Nanostructured metal surfaces by plasma immersion ion implantation

For bare metal stents the in-stent restenosis was a serious problem for about 25 - 35% of the patients and this spurred the medical device companies to come up with a solution. Drug-eluting stents are designed to deliver a drug locally from a polymeric coating to reduce tissue in growth and reduce restenosis to less then 8% of the treated patients. Development of novel materials and structures for drug delivery systems is still very actual topic.
In the present work plasma immersion ion implantation (PIII) using helium or argon plasmas has been employed for the nanostructures formation on metal surfaces with a view to their applications for metal-based drug-eluting stents. A multi-layer pore system on stent surfaces in the range from nanoscale to microscale sizes is desired for drug loading and controlling the rate of elution of therapeutic agents.

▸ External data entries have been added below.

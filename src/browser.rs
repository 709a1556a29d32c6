//! Read-only passthroughs to the browser's window, tab and history APIs.
//!
//! Field names follow the WebExtensions JSON shapes so values can be relayed
//! to the command-line frame unchanged.

use async_trait::async_trait;
use serde::{Deserialize, Serialize};

use crate::error::RelayError;

#[derive(Debug, Clone, PartialEq, Serialize, Deserialize)]
#[serde(rename_all = "camelCase")]
pub struct Window {
    pub id: Option<i64>,
    #[serde(default)]
    pub focused: bool,
}

#[derive(Debug, Clone, PartialEq, Serialize, Deserialize)]
#[serde(rename_all = "camelCase")]
pub struct Tab {
    pub id: Option<i64>,
    pub window_id: Option<i64>,
    pub index: i64,
    #[serde(default, skip_serializing_if = "Option::is_none")]
    pub url: Option<String>,
    #[serde(default, skip_serializing_if = "Option::is_none")]
    pub title: Option<String>,
    #[serde(default)]
    pub active: bool,
    #[serde(default)]
    pub pinned: bool,
}

#[derive(Debug, Clone, PartialEq, Serialize, Deserialize)]
#[serde(rename_all = "camelCase")]
pub struct HistoryItem {
    pub id: String,
    #[serde(default, skip_serializing_if = "Option::is_none")]
    pub url: Option<String>,
    #[serde(default, skip_serializing_if = "Option::is_none")]
    pub title: Option<String>,
    #[serde(default, skip_serializing_if = "Option::is_none")]
    pub last_visit_time: Option<f64>,
    #[serde(default, skip_serializing_if = "Option::is_none")]
    pub visit_count: Option<u64>,
}

/// Filter for [`BrowserApi::tabs_query`].
#[derive(Debug, Clone, Default, PartialEq, Eq, Serialize)]
#[serde(rename_all = "camelCase")]
pub struct TabQuery {
    #[serde(skip_serializing_if = "Option::is_none")]
    pub current_window: Option<bool>,
    #[serde(skip_serializing_if = "Option::is_none")]
    pub window_id: Option<i64>,
}

impl TabQuery {
    pub fn current_window() -> Self {
        Self {
            current_window: Some(true),
            ..Self::default()
        }
    }

    pub fn window(id: i64) -> Self {
        Self {
            window_id: Some(id),
            ..Self::default()
        }
    }
}

#[derive(Debug, Clone, PartialEq, Serialize)]
#[serde(rename_all = "camelCase")]
pub struct HistoryQuery {
    pub text: String,
    pub max_results: u32,
    pub start_time: u64,
}

#[async_trait]
pub trait BrowserApi: Send + Sync {
    async fn windows_get_all(&self) -> Result<Vec<Window>, RelayError>;

    async fn tabs_query(&self, query: TabQuery) -> Result<Vec<Tab>, RelayError>;

    async fn history_search(&self, query: HistoryQuery) -> Result<Vec<HistoryItem>, RelayError>;
}
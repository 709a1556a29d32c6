use crate::error::RelayError;
use crate::manifest::paths::Scope;
use std::{io, path::PathBuf};
use winreg::{
    enums::{HKEY_CURRENT_USER, HKEY_LOCAL_MACHINE},
    RegKey,
};

/// Read the manifest path a browser registry key points at.
///
/// A missing key is `Ok(None)`; other registry failures are errors.
pub fn read_manifest_path_from_reg(scope: Scope, key_path: &str) -> Result<Option<PathBuf>, RelayError> {
    let root = match scope {
        Scope::User => RegKey::predef(HKEY_CURRENT_USER),
        Scope::System => RegKey::predef(HKEY_LOCAL_MACHINE),
    };
    let key = match root.open_subkey(key_path) {
        Ok(key) => key,
        Err(e) if e.kind() == io::ErrorKind::NotFound => return Ok(None),
        Err(e) => return Err(e.into()),
    };
    let value: String = key.get_value("")?;
    Ok(Some(PathBuf::from(value)))
}
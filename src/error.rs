//! Error type shared by every relay module.

use std::io;

use thiserror::Error;

use crate::context::ContextName;

/// Errors surfaced by the relay.
///
/// "Native helper unavailable" is deliberately absent: the gate reports it as
/// `false`, not as an error.
#[derive(Debug, Error)]
pub enum RelayError {
    /// No dispatcher is registered for the addressed context.
    #[error("no receiver registered for context '{0}'")]
    NoReceiver(ContextName),

    /// A second dispatcher was registered for a context that already has one.
    #[error("context '{0}' already has a registered dispatcher")]
    AlreadyRegistered(ContextName),

    /// The destination context does not expose the requested operation.
    #[error("context '{context}' has no operation '{op}'")]
    UnknownOperation { context: ContextName, op: String },

    /// The positional arguments did not match the operation's signature.
    #[error("invalid arguments for '{op}': {detail}")]
    InvalidArguments { op: String, detail: String },

    /// The transport failed to deliver a message or to produce its reply.
    #[error("transport failure sending '{op}' to '{context}': {reason}")]
    Transport {
        context: ContextName,
        op: String,
        reason: String,
    },

    /// The remote handler answered, but not with the expected shape.
    #[error("unexpected reply to '{op}': {detail}")]
    UnexpectedReply { op: String, detail: String },

    /// The native helper failed or reported an error for a request.
    #[error("native helper failed on {request}: {reason}")]
    Native { request: String, reason: String },

    /// The native-host manifest is missing, unreadable or malformed.
    #[error("native host manifest problem: {detail}")]
    Manifest { detail: String },

    #[error(transparent)]
    Io(#[from] io::Error),

    #[error(transparent)]
    Json(#[from] serde_json::Error),

    #[error("invalid configuration: {0}")]
    Config(#[from] toml::de::Error),
}

impl RelayError {
    pub(crate) fn invalid_args(op: &str, detail: impl Into<String>) -> Self {
        RelayError::InvalidArguments {
            op: op.to_string(),
            detail: detail.into(),
        }
    }

    pub(crate) fn native(request: impl Into<String>, reason: impl Into<String>) -> Self {
        RelayError::Native {
            request: request.into(),
            reason: reason.into(),
        }
    }
}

Recently we have investigate the formation of nanostructures on stainless steel surfaces by PIII at different gases (He, Ar), ion energies (between 5 – 35 keV) and ion fluences (> 1e18 at/cm2). The surface topography and structure of the implanted materials were analysed by scanning electron microscopy and atomic force microscopy. The phase and element compositions were examined by grazing incidence X-ray diffraction analysis, auger electron spectroscopy, and elastic recoil detection analysis.
Variety of nanostructures as well as their characteristics (e.g. size, distribution, degree of interconnection) can be controlled by varying the implantation parameters. The results of these studies have demonstrated that PIII is a promising technique for the surface topography modification of stainless steel for cardiovascular application.